Оттого ли, что всѣ эти дни ѣлъ скудно и больше всухомятку, помня просьбу жены, или потому, что мѣшалъ вино съ водками, онъ слегка опьянѣлъ и рѣшилъ остановиться. Зналъ онъ, что бываетъ у него критическiй моментъ, который застигаетъ врасплохъ, когда начинаетъ мутить въ желудкѣ, выступаетъ испарина, а въ ногахъ чувствуется связь. Сталъ слѣдить за собой и нашелъ, что нѣкоторыя слова выходятъ скороговоркой. Поймалъ себя, когда сказалъ “сканчикъ”, вмѣсто “стаканчикъ”. Высморкался, чтобы прiободриться.

…Чертовски глупое положенiе… Все равно… Прiятный человѣкъ…

− У меня есть… бла-дарю…

− Бла-го-да-рю, не о-жи-далъ!

Бѣлкинъ вскинулъ глаза.

− Ха-ха-ха… Не выходитъ! Это вотъ: “не о-о-жида-алъ”! Граммофонъ у меня… Да-ра, дайте! Позволите?

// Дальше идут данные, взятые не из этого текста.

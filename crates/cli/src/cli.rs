// SPDX-License-Identifier: MIT
// Copyright (c) 2026 Alfred Jean LLC

//! CLI argument parsing with clap derive.

use std::path::PathBuf;

use clap::{Parser, Subcommand};

use crate::error::{Error, Result};
use crate::pattern::{Pattern, RegexOptions};

/// Find, extract and rewrite text with regular expressions
#[derive(Parser)]
#[command(name = "retext")]
#[command(version, about, long_about = None)]
#[command(propagate_version = true)]
pub struct Cli {
    /// Use specific config file
    #[arg(short = 'C', long = "config", global = true, env = "RETEXT_CONFIG")]
    pub config: Option<PathBuf>,

    #[command(subcommand)]
    pub command: Option<Command>,
}

#[derive(Subcommand)]
pub enum Command {
    /// Print every match with its line
    Find(FindArgs),
    /// Print the captured groups of every match
    Groups(FindArgs),
    /// Replace matches using a `{N}` template
    Replace(ReplaceArgs),
    /// Apply the rewrite rules from retext.toml
    Rewrite(RewriteArgs),
    /// List the navigation rows of a publication
    Outline(OutlineArgs),
}

/// Pattern text and compile flags shared by pattern commands.
#[derive(clap::Args)]
pub struct PatternArgs {
    /// Regular expression
    #[arg(value_name = "PATTERN")]
    pub pattern: String,

    /// Match case-insensitively
    #[arg(short = 'i', long)]
    pub ignore_case: bool,

    /// `^` and `$` match at line boundaries
    #[arg(short = 'm', long)]
    pub multi_line: bool,

    /// `.` also matches newlines
    #[arg(short = 's', long)]
    pub dot_all: bool,

    /// Allow whitespace and comments in the pattern
    #[arg(short = 'x', long)]
    pub extended: bool,

    /// Treat the pattern as a literal string
    #[arg(short = 'F', long)]
    pub fixed_strings: bool,
}

impl PatternArgs {
    pub fn options(&self) -> RegexOptions {
        RegexOptions {
            case_insensitive: self.ignore_case,
            multi_line: self.multi_line,
            dot_matches_new_line: self.dot_all,
            ignore_whitespace: self.extended,
            ignore_metacharacters: self.fixed_strings,
            ..RegexOptions::default()
        }
    }

    /// Compile the pattern; command-line patterns are input, so this never aborts.
    pub fn compile(&self) -> Result<Pattern> {
        Pattern::compile(&self.pattern, self.options()).map_err(|source| Error::Pattern {
            pattern: self.pattern.clone(),
            source,
        })
    }
}

#[derive(clap::Args)]
pub struct FindArgs {
    #[command(flatten)]
    pub pattern: PatternArgs,

    /// Files or directories to search (stdin when omitted)
    #[arg(value_name = "PATH")]
    pub paths: Vec<PathBuf>,

    /// Output format
    #[arg(short, long, default_value = "text")]
    pub output: OutputFormat,
}

#[derive(clap::Args)]
pub struct ReplaceArgs {
    #[command(flatten)]
    pub pattern: PatternArgs,

    /// Replacement template (`{N}` inserts group N, `{{`/`}}` are braces)
    #[arg(value_name = "TEMPLATE")]
    pub template: String,

    /// Files or directories to rewrite (stdin when omitted)
    #[arg(value_name = "PATH")]
    pub paths: Vec<PathBuf>,

    /// Only replace a contiguous run of matches from the start
    #[arg(long)]
    pub anchored: bool,

    /// Write results back to the files instead of stdout
    #[arg(long)]
    pub in_place: bool,
}

#[derive(clap::Args)]
pub struct RewriteArgs {
    /// Files or directories to rewrite (stdin when omitted)
    #[arg(value_name = "PATH")]
    pub paths: Vec<PathBuf>,

    /// Write results back to the files instead of stdout
    #[arg(long)]
    pub in_place: bool,

    /// Report substitution counts without writing anything
    #[arg(long, conflicts_with = "in_place")]
    pub dry_run: bool,

    /// Output format for --dry-run
    #[arg(short, long, default_value = "text")]
    pub output: OutputFormat,
}

#[derive(clap::Args)]
pub struct OutlineArgs {
    /// Publication navigation document (JSON)
    #[arg(value_name = "FILE")]
    pub file: PathBuf,

    /// Section to list: toc, bookmarks, page-list or landmarks
    #[arg(long, default_value = "toc")]
    pub section: String,

    /// Select a row and print its navigation target instead of listing
    #[arg(long, value_name = "ROW")]
    pub select: Option<usize>,
}

#[derive(Clone, Copy, Default, PartialEq, Eq, Debug, clap::ValueEnum)]
pub enum OutputFormat {
    #[default]
    Text,
    Json,
}

#[cfg(test)]
#[path = "cli_tests.rs"]
mod tests;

А Дара уже несла тумбочку.

Попивали легкое бѣлое, а граммофонъ пѣлъ:

Мнѣ ма-ма-а-ша говорила-я…

Милочка, пришла пора тво-я,

Розы счастья на твоемъ пу-ти,

Муженька… хо-чу… те-бѣ… най-ти-и-и…

Инженеръ подмигивалъ, а Бѣлкинъ съ улыбкой смотрѣлъ въ раструбъ.

Разговоръ возобновился. Бѣлкинъ высказалъ, что домъ инженера ему чрезвычайно нравится, и онъ обязательно выстроитъ такой же, какъ только получитъ переводъ. Мечта жизни. Десять лѣтъ торчитъ въ поганомъ городишкѣ, а дѣти растутъ, надо учить. Удивительное вино… Не мускатъ?

− Аликанте розовое. Да, чортова ваша служба. Меня чуть было не сбили. Иди, иди къ намъ! Служи… Послалъ я его къ чорту.

А-ахъ, не та-акъ…

Вы слишкомъ воль-но…

− Здорово?

− Да. Такъ это вы кого же… къ чорту-то?

− Дядюшка у меня троюродный, по матери. Петровъ… Есть такой или былъ… Шишка…

− Петровъ?! Онъ и теперь… онъ и теперь…

…Къ чорту послалъ!

Бѣлкинъ поставилъ стаканчикъ, чувствуя дрожь въ рукѣ.

− Машинкой-то быть?! Атанде, генералъ Лефранде! Вашъ покорнѣющiй слуга… Га!

Инженеръ скомкалъ и швырнулъ салфетку.

− Мерси за казенные пироги. У меня свои пироги.

Взялъ яблочную слойку, перекусилъ крѣпкими зубами и запилъ полнымъ глоткомъ − даже хрупнуло.